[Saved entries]
"""

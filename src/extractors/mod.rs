pub mod json;

pub use json::ApiJson;
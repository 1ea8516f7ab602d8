//! Role management, permission resolution, and the change-event trail.

mod common;

use identity_core::error::IdentityError;
use identity_service::models::TenantType;

#[tokio::test]
#[ignore] // Requires PostgreSQL
async fn permission_changes_are_idempotent_and_audited() {
    let db = common::setup_db().await;
    common::cleanup(&db).await;
    let (_keys, engine, _codes, _events) = common::engine(db.clone());

    let brand = common::seed_tenant(&db, "lumen", TenantType::Brand, None).await;
    let role = common::seed_role(&db, "Coordinator", Some(brand.tenant_id)).await;

    assert!(engine
        .roles
        .add_permission(role.role_id, "Bookings.View", None)
        .await
        .unwrap());
    // Second grant changes nothing and records nothing.
    assert!(!engine
        .roles
        .add_permission(role.role_id, "Bookings.View", None)
        .await
        .unwrap());

    assert!(engine
        .roles
        .remove_permission(role.role_id, "Bookings.View", None)
        .await
        .unwrap());
    assert!(!engine
        .roles
        .remove_permission(role.role_id, "Bookings.View", None)
        .await
        .unwrap());

    let events = db.find_undispatched_events(50).await.unwrap();
    let changes: Vec<_> = events
        .iter()
        .filter(|e| e.event_name == "role.permissions_changed")
        .collect();
    assert_eq!(changes.len(), 2);
    assert_eq!(changes[0].payload["change"], "added");
    assert_eq!(changes[1].payload["change"], "removed");
}

#[tokio::test]
#[ignore] // Requires PostgreSQL
async fn allow_list_blocks_out_of_scope_grants() {
    let db = common::setup_db().await;
    common::cleanup(&db).await;
    let (_keys, engine, _codes, _events) = common::engine(db.clone());

    let brand = common::seed_tenant(&db, "helix", TenantType::Brand, None).await;
    let branch =
        common::seed_tenant(&db, "helix-east", TenantType::Branch, Some(brand.tenant_id)).await;
    let branch_role = common::seed_role(&db, "Greeter", Some(branch.tenant_id)).await;

    // Brand-level administration is out of reach for a branch role.
    let result = engine
        .roles
        .add_permission(branch_role.role_id, "Brands.ManageBranches", None)
        .await;
    assert!(matches!(result, Err(IdentityError::Validation(_))));

    // System administration is out of reach for any tenant-scoped role.
    let result = engine
        .roles
        .add_permission(branch_role.role_id, "System.ManageTenants", None)
        .await;
    assert!(matches!(result, Err(IdentityError::Validation(_))));
}

#[tokio::test]
#[ignore] // Requires PostgreSQL
async fn role_inheritance_resolves_through_the_chain() {
    let db = common::setup_db().await;
    common::cleanup(&db).await;
    let (_keys, engine, _codes, _events) = common::engine(db.clone());

    let brand = common::seed_tenant(&db, "verve", TenantType::Brand, None).await;
    let base = common::seed_role(&db, "Staff", Some(brand.tenant_id)).await;
    let manager = common::seed_role(&db, "Manager", Some(brand.tenant_id)).await;

    engine
        .roles
        .add_permission(base.role_id, "Bookings.View", None)
        .await
        .unwrap();
    engine
        .roles
        .add_permission(manager.role_id, "Staff.Manage", None)
        .await
        .unwrap();
    engine
        .roles
        .set_parent_role(manager.role_id, Some(base.role_id))
        .await
        .unwrap();

    let user = common::seed_user(&db, "mgr@example.com").await;
    engine
        .roles
        .assign_role_to_user(user.user_id, Some(brand.tenant_id), manager.role_id, true)
        .await
        .unwrap();

    let resolved = engine
        .permissions
        .resolve(user.user_id, Some(brand.tenant_id))
        .await
        .unwrap();
    assert!(resolved.contains("Bookings.View"));
    assert!(resolved.contains("Staff.Manage"));
}

#[tokio::test]
#[ignore] // Requires PostgreSQL
async fn cyclic_parent_assignments_are_rejected() {
    let db = common::setup_db().await;
    common::cleanup(&db).await;
    let (_keys, engine, _codes, _events) = common::engine(db.clone());

    let a = common::seed_role(&db, "A", None).await;
    let b = common::seed_role(&db, "B", None).await;

    engine.roles.set_parent_role(b.role_id, Some(a.role_id)).await.unwrap();

    let result = engine.roles.set_parent_role(a.role_id, Some(b.role_id)).await;
    assert!(matches!(result, Err(IdentityError::Validation(_))));

    let result = engine.roles.set_parent_role(a.role_id, Some(a.role_id)).await;
    assert!(matches!(result, Err(IdentityError::Validation(_))));
}

#[tokio::test]
#[ignore] // Requires PostgreSQL
async fn system_memberships_apply_where_no_tenant_membership_exists() {
    let db = common::setup_db().await;
    common::cleanup(&db).await;
    let (_keys, engine, _codes, _events) = common::engine(db.clone());

    let brand = common::seed_tenant(&db, "atlas", TenantType::Brand, None).await;
    let support = common::seed_role(&db, "Platform Support", None).await;
    engine
        .roles
        .add_permission(support.role_id, "System.ManageTenants", None)
        .await
        .unwrap();

    let user = common::seed_user(&db, "support@example.com").await;
    engine
        .roles
        .assign_role_to_user(user.user_id, None, support.role_id, true)
        .await
        .unwrap();

    // No brand membership, so the system-wide role carries into the brand.
    let resolved = engine
        .permissions
        .resolve(user.user_id, Some(brand.tenant_id))
        .await
        .unwrap();
    assert!(resolved.contains("System.ManageTenants"));
}

#[tokio::test]
#[ignore] // Requires PostgreSQL
async fn assignment_rejects_roles_whose_inherited_permissions_exceed_the_tenant() {
    let db = common::setup_db().await;
    common::cleanup(&db).await;
    let (_keys, engine, _codes, _events) = common::engine(db.clone());

    let brand = common::seed_tenant(&db, "ridge", TenantType::Brand, None).await;
    let branch =
        common::seed_tenant(&db, "ridge-01", TenantType::Branch, Some(brand.tenant_id)).await;

    // A branch role inheriting a brand-only permission through its parent.
    let brand_role = common::seed_role(&db, "Brand Ops", Some(brand.tenant_id)).await;
    engine
        .roles
        .add_permission(brand_role.role_id, "Brands.ManageBranches", None)
        .await
        .unwrap();
    let branch_role = common::seed_role(&db, "Branch Ops", Some(branch.tenant_id)).await;
    engine
        .roles
        .set_parent_role(branch_role.role_id, Some(brand_role.role_id))
        .await
        .unwrap();

    let user = common::seed_user(&db, "gate@example.com").await;
    let result = engine
        .roles
        .assign_role_to_user(user.user_id, Some(branch.tenant_id), branch_role.role_id, false)
        .await;
    assert!(matches!(result, Err(IdentityError::Validation(_))));
}

#[tokio::test]
#[ignore] // Requires PostgreSQL
async fn authentication_context_spans_all_memberships() {
    let db = common::setup_db().await;
    common::cleanup(&db).await;
    let (_keys, engine, _codes, _events) = common::engine(db.clone());

    let brand = common::seed_tenant(&db, "plume", TenantType::Brand, None).await;
    let branch =
        common::seed_tenant(&db, "plume-01", TenantType::Branch, Some(brand.tenant_id)).await;

    let brand_admin = common::seed_role(&db, "BrandAdmin", Some(brand.tenant_id)).await;
    let branch_staff = common::seed_role(&db, "BranchStaff", Some(branch.tenant_id)).await;
    engine
        .roles
        .add_permission(brand_admin.role_id, "Brands.Edit", None)
        .await
        .unwrap();
    engine
        .roles
        .add_permission(branch_staff.role_id, "Bookings.View", None)
        .await
        .unwrap();

    let user = common::seed_user(&db, "both@example.com").await;
    engine
        .roles
        .assign_role_to_user(user.user_id, Some(brand.tenant_id), brand_admin.role_id, true)
        .await
        .unwrap();
    engine
        .roles
        .assign_role_to_user(user.user_id, Some(branch.tenant_id), branch_staff.role_id, false)
        .await
        .unwrap();

    let claims = engine.claims.build_claims(&user).await.unwrap();
    let values = |key: &str| {
        claims
            .iter()
            .filter(|c| c.key == key)
            .map(|c| c.value.clone())
            .collect::<Vec<_>>()
    };

    assert_eq!(values("brand_id"), vec![brand.tenant_id.to_string()]);
    assert_eq!(values("branch_id"), vec![branch.tenant_id.to_string()]);
    let permissions = values("permission");
    assert!(permissions.contains(&"Brands.Edit".to_string()));
    assert!(permissions.contains(&"Bookings.View".to_string()));
}

#[tokio::test]
#[ignore] // Requires PostgreSQL
async fn a_user_with_no_roles_resolves_to_an_empty_set() {
    let db = common::setup_db().await;
    common::cleanup(&db).await;
    let (_keys, engine, _codes, _events) = common::engine(db.clone());

    let user = common::seed_user(&db, "nobody@example.com").await;
    let resolved = engine.permissions.resolve(user.user_id, None).await.unwrap();
    assert!(resolved.is_empty());
}

#[tokio::test]
#[ignore] // Requires PostgreSQL
async fn duplicate_role_assignment_is_a_conflict() {
    let db = common::setup_db().await;
    common::cleanup(&db).await;
    let (_keys, engine, _codes, _events) = common::engine(db.clone());

    let brand = common::seed_tenant(&db, "kite", TenantType::Brand, None).await;
    let role = common::seed_role(&db, "Host", Some(brand.tenant_id)).await;
    let user = common::seed_user(&db, "dup@example.com").await;

    engine
        .roles
        .assign_role_to_user(user.user_id, Some(brand.tenant_id), role.role_id, false)
        .await
        .unwrap();
    let result = engine
        .roles
        .assign_role_to_user(user.user_id, Some(brand.tenant_id), role.role_id, false)
        .await;
    assert!(matches!(result, Err(IdentityError::Conflict(_))));
}

#[tokio::test]
#[ignore] // Requires PostgreSQL
async fn a_new_default_membership_clears_the_previous_one() {
    let db = common::setup_db().await;
    common::cleanup(&db).await;
    let (_keys, engine, _codes, _events) = common::engine(db.clone());

    let brand = common::seed_tenant(&db, "prism", TenantType::Brand, None).await;
    let branch =
        common::seed_tenant(&db, "prism-east", TenantType::Branch, Some(brand.tenant_id)).await;
    let user = common::seed_user(&db, "switcher@example.com").await;
    let brand_role = common::seed_role(&db, "Owner", Some(brand.tenant_id)).await;
    let branch_role = common::seed_role(&db, "Manager", Some(branch.tenant_id)).await;

    engine
        .roles
        .assign_role_to_user(user.user_id, Some(brand.tenant_id), brand_role.role_id, true)
        .await
        .unwrap();
    engine
        .roles
        .assign_role_to_user(user.user_id, Some(branch.tenant_id), branch_role.role_id, true)
        .await
        .unwrap();

    let memberships = db.find_active_memberships(user.user_id).await.unwrap();
    assert_eq!(memberships.len(), 2);
    let defaults: Vec<_> = memberships.iter().filter(|m| m.is_default).collect();
    assert_eq!(defaults.len(), 1);
    assert_eq!(defaults[0].tenant_id, Some(branch.tenant_id));
}
use identity_core::config::{get_env, Environment};
use identity_core::error::IdentityError;
use serde::Deserialize;
use std::env;

/// Full configuration for the identity engine.
#[derive(Debug, Clone, Deserialize)]
pub struct IdentityConfig {
    pub environment: Environment,
    pub service_name: String,
    pub log_level: String,
    pub database: DatabaseConfig,
    pub signing: SigningConfig,
    pub tokens: TokenConfig,
    pub otp: OtpConfig,
    pub lockout: LockoutConfig,
}

#[derive(Debug, Clone, Deserialize)]
pub struct DatabaseConfig {
    pub url: String,
    pub max_connections: u32,
    pub min_connections: u32,
}

/// Key material and lifetimes for locally signed tokens (temp tokens and the
/// default access-token signer).
#[derive(Debug, Clone, Deserialize)]
pub struct SigningConfig {
    pub private_key_path: String,
    pub public_key_path: String,
    pub access_token_expiry_minutes: i64,
    pub temp_token_expiry_minutes: i64,
}

#[derive(Debug, Clone, Deserialize)]
pub struct TokenConfig {
    pub access_token_expiry_minutes: i64,
    pub refresh_token_expiry_days: i64,
}

#[derive(Debug, Clone, Deserialize)]
pub struct OtpConfig {
    pub ttl_seconds: i64,
}

#[derive(Debug, Clone, Deserialize)]
pub struct LockoutConfig {
    pub max_failed_attempts: i32,
    pub lockout_minutes: i64,
}

impl IdentityConfig {
    pub fn from_env() -> Result<Self, IdentityError> {
        dotenvy::dotenv().ok();

        let env_str = env::var("ENVIRONMENT").unwrap_or_else(|_| "dev".to_string());
        let environment: Environment = env_str
            .parse()
            .map_err(|e: String| IdentityError::Config(anyhow::anyhow!(e)))?;

        let is_prod = environment == Environment::Prod;

        let config = IdentityConfig {
            environment,
            service_name: get_env("SERVICE_NAME", Some("identity-service"), is_prod)?,
            log_level: get_env("LOG_LEVEL", Some("info"), is_prod)?,
            database: DatabaseConfig {
                url: get_env("DATABASE_URL", None, is_prod)?,
                max_connections: parse_env("DATABASE_MAX_CONNECTIONS", "10", is_prod)?,
                min_connections: parse_env("DATABASE_MIN_CONNECTIONS", "1", is_prod)?,
            },
            signing: SigningConfig {
                private_key_path: get_env("SIGNING_PRIVATE_KEY_PATH", None, is_prod)?,
                public_key_path: get_env("SIGNING_PUBLIC_KEY_PATH", None, is_prod)?,
                access_token_expiry_minutes: parse_env(
                    "ACCESS_TOKEN_EXPIRY_MINUTES",
                    "15",
                    is_prod,
                )?,
                temp_token_expiry_minutes: parse_env("TEMP_TOKEN_EXPIRY_MINUTES", "10", is_prod)?,
            },
            tokens: TokenConfig {
                access_token_expiry_minutes: parse_env(
                    "ACCESS_TOKEN_EXPIRY_MINUTES",
                    "15",
                    is_prod,
                )?,
                refresh_token_expiry_days: parse_env("REFRESH_TOKEN_EXPIRY_DAYS", "7", is_prod)?,
            },
            otp: OtpConfig {
                ttl_seconds: parse_env("OTP_TTL_SECONDS", "600", is_prod)?,
            },
            lockout: LockoutConfig {
                max_failed_attempts: parse_env("LOCKOUT_MAX_FAILED_ATTEMPTS", "5", is_prod)?,
                lockout_minutes: parse_env("LOCKOUT_MINUTES", "15", is_prod)?,
            },
        };

        config.validate()?;
        Ok(config)
    }

    fn validate(&self) -> Result<(), IdentityError> {
        if self.tokens.access_token_expiry_minutes <= 0 {
            return Err(IdentityError::Config(anyhow::anyhow!(
                "ACCESS_TOKEN_EXPIRY_MINUTES must be positive"
            )));
        }

        if self.tokens.refresh_token_expiry_days <= 0 {
            return Err(IdentityError::Config(anyhow::anyhow!(
                "REFRESH_TOKEN_EXPIRY_DAYS must be positive"
            )));
        }

        if self.otp.ttl_seconds <= 0 {
            return Err(IdentityError::Config(anyhow::anyhow!(
                "OTP_TTL_SECONDS must be positive"
            )));
        }

        if self.lockout.max_failed_attempts <= 0 {
            return Err(IdentityError::Config(anyhow::anyhow!(
                "LOCKOUT_MAX_FAILED_ATTEMPTS must be positive"
            )));
        }

        Ok(())
    }
}

fn parse_env<T>(key: &str, default: &str, is_prod: bool) -> Result<T, IdentityError>
where
    T: std::str::FromStr,
    T::Err: std::fmt::Display,
{
    get_env(key, Some(default), is_prod)?
        .parse()
        .map_err(|e: T::Err| IdentityError::Config(anyhow::anyhow!("{}: {}", key, e)))
}
//! Tenant model - a node in the organizational hierarchy.

use chrono::{DateTime, Utc};
use serde::{Deserialize, Serialize};
use sqlx::FromRow;
use uuid::Uuid;

/// Structural kind of a tenant node.
#[derive(Debug, Clone, Copy, PartialEq, Eq, PartialOrd, Ord, Hash, Serialize, Deserialize)]
#[serde(rename_all = "lowercase")]
pub enum TenantType {
    System,
    Brand,
    Branch,
    Department,
    Team,
    Project,
    Custom,
}

impl TenantType {
    pub fn as_str(&self) -> &'static str {
        match self {
            TenantType::System => "system",
            TenantType::Brand => "brand",
            TenantType::Branch => "branch",
            TenantType::Department => "department",
            TenantType::Team => "team",
            TenantType::Project => "project",
            TenantType::Custom => "custom",
        }
    }

    pub fn parse(code: &str) -> Option<Self> {
        match code {
            "system" => Some(TenantType::System),
            "brand" => Some(TenantType::Brand),
            "branch" => Some(TenantType::Branch),
            "department" => Some(TenantType::Department),
            "team" => Some(TenantType::Team),
            "project" => Some(TenantType::Project),
            "custom" => Some(TenantType::Custom),
            _ => None,
        }
    }

    /// Claim key derived from the tenant type, e.g. `brand` -> `brand_id`.
    pub fn claim_key(&self) -> String {
        format!("{}_id", self.as_str())
    }

    /// Whether a tenant of this type may be moved under a parent of the given
    /// type. Only Branch-under-Brand reassignment is modeled; every other
    /// pairing is structurally rejected.
    pub fn reparentable_under(&self, parent: TenantType) -> bool {
        matches!((self, parent), (TenantType::Branch, TenantType::Brand))
    }
}

/// Tenant lifecycle state.
#[derive(Debug, Clone, PartialEq, Eq, Serialize, Deserialize)]
#[serde(rename_all = "lowercase")]
pub enum TenantStatus {
    Active,
    Suspended,
    Archived,
}

impl TenantStatus {
    pub fn as_str(&self) -> &'static str {
        match self {
            TenantStatus::Active => "active",
            TenantStatus::Suspended => "suspended",
            TenantStatus::Archived => "archived",
        }
    }
}

/// Tenant entity.
#[derive(Debug, Clone, Serialize, Deserialize, FromRow)]
pub struct Tenant {
    pub tenant_id: Uuid,
    pub tenant_name: String,
    pub tenant_key: String,
    pub tenant_type_code: String,
    pub parent_tenant_id: Option<Uuid>,
    pub status_code: String,
    pub is_deleted: bool,
    pub created_utc: DateTime<Utc>,
}

impl Tenant {
    /// Create a new tenant. The key is normalized to lowercase.
    pub fn new(
        name: String,
        key: String,
        tenant_type: TenantType,
        parent_tenant_id: Option<Uuid>,
    ) -> Self {
        Self {
            tenant_id: Uuid::new_v4(),
            tenant_name: name,
            tenant_key: key.to_lowercase(),
            tenant_type_code: tenant_type.as_str().to_string(),
            parent_tenant_id,
            status_code: TenantStatus::Active.as_str().to_string(),
            is_deleted: false,
            created_utc: Utc::now(),
        }
    }

    pub fn tenant_type(&self) -> Option<TenantType> {
        TenantType::parse(&self.tenant_type_code)
    }

    pub fn is_active(&self) -> bool {
        !self.is_deleted && self.status_code == TenantStatus::Active.as_str()
    }
}

#[cfg(test)]
mod tests {
    use super::*;

    #[test]
    fn key_is_normalized_to_lowercase() {
        let tenant = Tenant::new("Acme".into(), "ACME-Main".into(), TenantType::Brand, None);
        assert_eq!(tenant.tenant_key, "acme-main");
    }

    #[test]
    fn claim_key_follows_type() {
        assert_eq!(TenantType::Brand.claim_key(), "brand_id");
        assert_eq!(TenantType::Branch.claim_key(), "branch_id");
        assert_eq!(TenantType::System.claim_key(), "system_id");
    }

    #[test]
    fn only_branch_under_brand_is_reparentable() {
        assert!(TenantType::Branch.reparentable_under(TenantType::Brand));
        assert!(!TenantType::Branch.reparentable_under(TenantType::Branch));
        assert!(!TenantType::Brand.reparentable_under(TenantType::System));
        assert!(!TenantType::Department.reparentable_under(TenantType::Brand));
    }

    #[test]
    fn type_codes_round_trip() {
        for t in [
            TenantType::System,
            TenantType::Brand,
            TenantType::Branch,
            TenantType::Department,
            TenantType::Team,
            TenantType::Project,
            TenantType::Custom,
        ] {
            assert_eq!(TenantType::parse(t.as_str()), Some(t));
        }
        assert_eq!(TenantType::parse("franchise"), None);
    }
}
//! Role graph index: recursive permission lookup over the single-parent
//! role hierarchy.

use std::collections::{BTreeSet, HashMap, HashSet};

use uuid::Uuid;

use crate::models::{Role, RolePermission};

/// Id-indexed snapshot of the role and role-permission tables.
///
/// Parent-chain cycles are rejected on write, but reads still carry a visited
/// set so corrupted data (e.g. a bad bulk import) degrades to a truncated
/// result instead of an infinite loop.
#[derive(Debug, Default)]
pub struct RoleIndex {
    roles: HashMap<Uuid, Role>,
    permissions: HashMap<Uuid, BTreeSet<String>>,
}

impl RoleIndex {
    pub fn from_rows(roles: Vec<Role>, permissions: Vec<RolePermission>) -> Self {
        let mut index = Self {
            roles: roles.into_iter().map(|r| (r.role_id, r)).collect(),
            permissions: HashMap::new(),
        };
        for rp in permissions {
            index
                .permissions
                .entry(rp.role_id)
                .or_default()
                .insert(rp.permission);
        }
        index
    }

    pub fn get(&self, role_id: Uuid) -> Option<&Role> {
        self.roles.get(&role_id)
    }

    /// Own permissions unioned with every ancestor's, deduplicated.
    pub fn all_permissions(&self, role_id: Uuid) -> BTreeSet<String> {
        let mut result = BTreeSet::new();
        let mut visited = HashSet::new();
        let mut current = Some(role_id);

        while let Some(id) = current {
            if !visited.insert(id) {
                tracing::warn!(role_id = %role_id, "Cycle detected in role hierarchy; stopping traversal");
                break;
            }
            if let Some(perms) = self.permissions.get(&id) {
                result.extend(perms.iter().cloned());
            }
            current = self.roles.get(&id).and_then(|r| r.parent_role_id);
        }

        result
    }

    /// Whether the role has a permission directly or through its parent chain.
    pub fn has_permission(&self, role_id: Uuid, permission: &str) -> bool {
        let mut visited = HashSet::new();
        let mut current = Some(role_id);

        while let Some(id) = current {
            if !visited.insert(id) {
                tracing::warn!(role_id = %role_id, "Cycle detected in role hierarchy; stopping traversal");
                return false;
            }
            if self
                .permissions
                .get(&id)
                .is_some_and(|p| p.contains(permission))
            {
                return true;
            }
            current = self.roles.get(&id).and_then(|r| r.parent_role_id);
        }

        false
    }

    /// Union of `all_permissions` across several roles.
    pub fn union_permissions<'a, I>(&self, role_ids: I) -> BTreeSet<String>
    where
        I: IntoIterator<Item = &'a Uuid>,
    {
        let mut result = BTreeSet::new();
        for role_id in role_ids {
            result.extend(self.all_permissions(*role_id));
        }
        result
    }

    /// Whether setting `candidate_parent_id` as the parent of `role_id` would
    /// close a cycle. Walks the candidate's ancestor chain looking for the
    /// role itself.
    pub fn would_create_cycle(&self, role_id: Uuid, candidate_parent_id: Uuid) -> bool {
        if role_id == candidate_parent_id {
            return true;
        }

        let mut visited = HashSet::new();
        let mut current = Some(candidate_parent_id);
        while let Some(id) = current {
            if id == role_id {
                return true;
            }
            if !visited.insert(id) {
                // Existing corruption; refuse the write regardless.
                return true;
            }
            current = self.roles.get(&id).and_then(|r| r.parent_role_id);
        }

        false
    }
}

"""

Pull every line with the word "ancestor" from the data.

ANSWER SPACE -
    /// Own permissions unioned with every ancestor's, deduplicated.
    /// close a cycle. Walks the candidate's ancestor chain looking for the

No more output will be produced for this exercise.